Define *0*-th percentiles to be the smallest member of the population.

Note

Given the approximating nature of the calculation, the actual returned value may not be a member of the population.
Nearest-rank definition means that *P*=50 does not conform to the interpolative definition of the median. When evaluating the significance of this discrepancy for the specific application, the size of the population and an estimation error should be taken into account.

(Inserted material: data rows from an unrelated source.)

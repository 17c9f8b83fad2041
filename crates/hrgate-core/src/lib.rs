//! Core library for hrgate.
//!
//! Client-side plumbing for the HR employee portal: the token store that
//! pulls the session-backed bearer token from the backend, the gateway that
//! attaches it to every authenticated call and classifies the response, and
//! the action bindings that turn page events into requests and feedback.
//!
//! The page itself (dialogs, toasts, navigation, table rows) is abstracted
//! behind the [`page::Page`] trait so any host can drive the bindings.

pub mod api;
pub mod auth;
pub mod bindings;
pub mod config;
pub mod context;
pub mod models;
pub mod page;
pub mod table;
pub mod utils;

pub use api::{Classification, Gateway, GatewayError, Reply, RequestDescriptor};
pub use auth::{SessionToken, TokenStore};
pub use bindings::{ActionOutcome, Dispatcher, UiEvent};
pub use config::Config;
pub use context::SessionContext;
pub use page::{Element, Notice, NoticeKind, Page};
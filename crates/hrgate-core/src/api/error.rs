use reqwest::StatusCode;
use thiserror::Error;

/// Outcome category of one request.
#[derive(Debug, Clone, Copy, PartialEq, Eq)]
pub enum Classification {
    Success,
    Unauthenticated,
    Forbidden,
    OtherError,
    /// No response was received at all
    TransportFailure,
}

impl Classification {
    pub fn from_status(status: StatusCode) -> Self {
        match status.as_u16() {
            200..=299 => Classification::Success,
            401 => Classification::Unauthenticated,
            403 => Classification::Forbidden,
            _ => Classification::OtherError,
        }
    }
}

#[derive(Error, Debug)]
pub enum GatewayError {
    #[error("No access token available - login required")]
    NoTokenAvailable,

    #[error("Unauthorized - session may be expired")]
    Unauthenticated,

    #[error("Access denied: {0}")]
    Forbidden(String),

    #[error("Network error: {0}")]
    Transport(#[from] reqwest::Error),

    #[error("Request failed with status {status}: {body}")]
    Http { status: u16, body: String },

    #[error("Invalid response: {0}")]
    InvalidResponse(String),

    #[error("Invalid request: {0}")]
    InvalidRequest(String),
}

/// Maximum length for error response bodies in error messages
const MAX_ERROR_BODY_LENGTH: usize = 500;

impl GatewayError {
    /// Truncate a response body to avoid logging excessive data
    fn truncate_body(body: &str) -> String {
        if body.len() <= MAX_ERROR_BODY_LENGTH {
            body.to_string()
        } else {
            let mut end = MAX_ERROR_BODY_LENGTH;
            while !body.is_char_boundary(end) {
                end -= 1;
            }
            format!("{}... (truncated, {} total bytes)", &body[..end], body.len())
        }
    }

    /// Build the error for a non-success status. Callers only pass non-2xx.
    pub fn from_status(status: StatusCode, body: &str) -> Self {
        let truncated = Self::truncate_body(body);
        match Classification::from_status(status) {
            Classification::Unauthenticated => GatewayError::Unauthenticated,
            Classification::Forbidden => GatewayError::Forbidden(truncated),
            _ => GatewayError::Http {
                status: status.as_u16(),
                body: truncated,
            },
        }
    }

    pub fn classification(&self) -> Classification {
        match self {
            GatewayError::NoTokenAvailable | GatewayError::Unauthenticated => {
                Classification::Unauthenticated
            }
            GatewayError::Forbidden(_) => Classification::Forbidden,
            GatewayError::Transport(_) => Classification::TransportFailure,
            GatewayError::Http { .. }
            | GatewayError::InvalidResponse(_)
            | GatewayError::InvalidRequest(_) => Classification::OtherError,
        }
    }

    /// Not recoverable client-side: the user has to log in again.
    pub fn requires_login(&self) -> bool {
        self.classification() == Classification::Unauthenticated
    }
}
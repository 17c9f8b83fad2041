use std::fmt;

#[derive(Debug, Clone, Copy, PartialEq, Eq)]
pub enum NoticeKind {
    Success,
    Error,
}

impl NoticeKind {
    pub fn as_str(&self) -> &'static str {
        match self {
            NoticeKind::Success => "success",
            NoticeKind::Error => "error",
        }
    }
}

/// A toast notification
#[derive(Debug, Clone, PartialEq, Eq)]
pub struct Notice {
    pub kind: NoticeKind,
    pub message: String,
}

impl Notice {
    pub fn success(message: impl Into<String>) -> Self {
        Self {
            kind: NoticeKind::Success,
            message: message.into(),
        }
    }

    pub fn error(message: impl Into<String>) -> Self {
        Self {
            kind: NoticeKind::Error,
            message: message.into(),
        }
    }
}

impl fmt::Display for Notice {
    fn fmt(&self, f: &mut fmt::Formatter<'_>) -> fmt::Result {
        write!(f, "[{}] {}", self.kind.as_str(), self.message)
    }
}
//! Data models for portal payloads and table rows.
//!
//! - `ActionResult`: `{success, message, error}` body returned by portal actions
//! - `AttendanceRequest`, `AttendanceKind`: check-in / check-out payloads
//! - `EmployeeRow`: one row of the employees table

pub mod action;
pub mod attendance;
pub mod employee;

pub use action::ActionResult;
pub use attendance::{AttendanceKind, AttendanceRequest};
pub use employee::EmployeeRow;
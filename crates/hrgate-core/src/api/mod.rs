//! Authenticated request gateway for the portal API.
//!
//! Every outgoing call goes through [`Gateway::send`], which pulls a bearer
//! token from the [`TokenStore`](crate::auth::TokenStore), attaches it and
//! classifies the response. Nothing patches the HTTP client globally; callers
//! invoke the gateway explicitly.

pub mod error;
pub mod gateway;
pub mod request;

pub use error::{Classification, GatewayError};
pub use gateway::{Gateway, Reply};
pub use request::{Body, RequestDescriptor};
//! Action bindings: page events in, authenticated requests and feedback out.
//!
//! The `Dispatcher` sits at the page root. Each registered binding is an
//! (event kind, selector, action) triple, and every incoming event is matched
//! against the selectors when it arrives. Elements added to the page after
//! start-up are therefore handled without registering anything again.

pub mod actions;

use tracing::debug;

use crate::context::SessionContext;
use crate::models::AttendanceKind;
use crate::page::{Element, Page, Selector, SelectorError};

/// Kind of page event a binding listens for
#[derive(Debug, Clone, Copy, PartialEq, Eq)]
pub enum EventKind {
    Click,
    Submit,
}

/// A page event and the element it targets
#[derive(Debug, Clone, PartialEq, Eq)]
pub enum UiEvent {
    Click(Element),
    Submit(Element),
}

impl UiEvent {
    pub fn kind(&self) -> EventKind {
        match self {
            UiEvent::Click(_) => EventKind::Click,
            UiEvent::Submit(_) => EventKind::Submit,
        }
    }

    pub fn target(&self) -> &Element {
        match self {
            UiEvent::Click(element) | UiEvent::Submit(element) => element,
        }
    }
}

/// What a binding does when its selector matches
#[derive(Debug, Clone, Copy, PartialEq, Eq)]
pub enum Action {
    DeleteItem,
    SubmitForm,
    CheckIn,
    CheckOut,
    Logout,
    EditEmployee,
}

/// How a dispatched event ended
#[derive(Debug, Clone, Copy, PartialEq, Eq)]
pub enum ActionOutcome {
    /// No binding matched the event target
    Ignored,
    /// The user declined the confirmation prompt
    Cancelled,
    Completed,
    RedirectedToLogin,
    Denied,
    Failed,
}

#[derive(Debug, Clone)]
struct Binding {
    event: EventKind,
    selector: Selector,
    action: Action,
}

/// Root-level event delegation over the registered bindings.
#[derive(Debug, Clone, Default)]
pub struct Dispatcher {
    bindings: Vec<Binding>,
}

impl Dispatcher {
    pub fn new() -> Self {
        Self::default()
    }

    /// Dispatcher wired for the portal's page contract.
    pub fn standard() -> Result<Self, SelectorError> {
        let mut dispatcher = Self::new();
        dispatcher.register(EventKind::Submit, r#"form[action*="delete"]"#, Action::DeleteItem)?;
        dispatcher.register(EventKind::Click, r#"button[data-action*="delete"]"#, Action::DeleteItem)?;
        dispatcher.register(EventKind::Submit, r#"form[data-requires-auth="true"]"#, Action::SubmitForm)?;
        dispatcher.register(EventKind::Click, "#check-in-btn", Action::CheckIn)?;
        dispatcher.register(EventKind::Click, "#check-out-btn", Action::CheckOut)?;
        dispatcher.register(EventKind::Click, "#logout-btn", Action::Logout)?;
        dispatcher.register(EventKind::Click, r#"button[data-action*="edit"]"#, Action::EditEmployee)?;
        Ok(dispatcher)
    }

    /// Register a binding. Returns `Ok(false)` if the identical binding is
    /// already present; each binding is attached exactly once.
    pub fn register(
        &mut self,
        event: EventKind,
        selector: &str,
        action: Action,
    ) -> Result<bool, SelectorError> {
        let selector = Selector::parse(selector)?;
        let duplicate = self
            .bindings
            .iter()
            .any(|b| b.event == event && b.action == action && b.selector == selector);
        if duplicate {
            return Ok(false);
        }
        self.bindings.push(Binding {
            event,
            selector,
            action,
        });
        Ok(true)
    }

    pub fn len(&self) -> usize {
        self.bindings.len()
    }

    pub fn is_empty(&self) -> bool {
        self.bindings.is_empty()
    }

    fn binding_for(&self, event: &UiEvent) -> Option<&Binding> {
        let kind = event.kind();
        self.bindings
            .iter()
            .find(|b| b.event == kind && b.selector.matches(event.target()))
    }

    /// First registered action whose selector matches the event target.
    pub fn resolve(&self, event: &UiEvent) -> Option<Action> {
        self.binding_for(event).map(|b| b.action)
    }

    pub async fn dispatch<P: Page + ?Sized>(
        &self,
        ctx: &SessionContext,
        page: &mut P,
        event: &UiEvent,
    ) -> ActionOutcome {
        let Some(binding) = self.binding_for(event) else {
            debug!(tag = %event.target().tag, "No binding for event target");
            return ActionOutcome::Ignored;
        };
        let action = binding.action;
        debug!(?action, selector = binding.selector.as_str(), "Dispatching event");

        let target = event.target();
        match action {
            Action::DeleteItem => actions::delete_item(ctx, page, target).await,
            Action::SubmitForm => actions::submit_form(ctx, page, target).await,
            Action::CheckIn => {
                actions::record_attendance(ctx, page, target, AttendanceKind::CheckIn).await
            }
            Action::CheckOut => {
                actions::record_attendance(ctx, page, target, AttendanceKind::CheckOut).await
            }
            Action::Logout => actions::logout(ctx, page).await,
            Action::EditEmployee => actions::edit_employee(ctx, page, target),
        }
    }
}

## Estimation error in percentiles

The percentiles aggregate provides an approximate value using T-Digest.

Note

- The bounds on the estimation error vary with the value of the requested percentile. The best accuracy is at both ends of the [0..100] scale. Percentiles 0 and 100 are the exact minimum and maximum values of the distribution. The accuracy gradually decreases towards the middle of the scale. It's worst at the median and is capped at 1%.
- Error bounds are observed on the rank, not on the value. Suppose percentile(X, 50) returned a value of Xm. The estimate guarantees that at least 49% and at most 51% of the values of X are less or equal to Xm. There is no theoretical limit on the difference between Xm and the actual median value of X.
- The estimation may sometimes result in a precise value but there are no reliable conditions to define when it will be the case.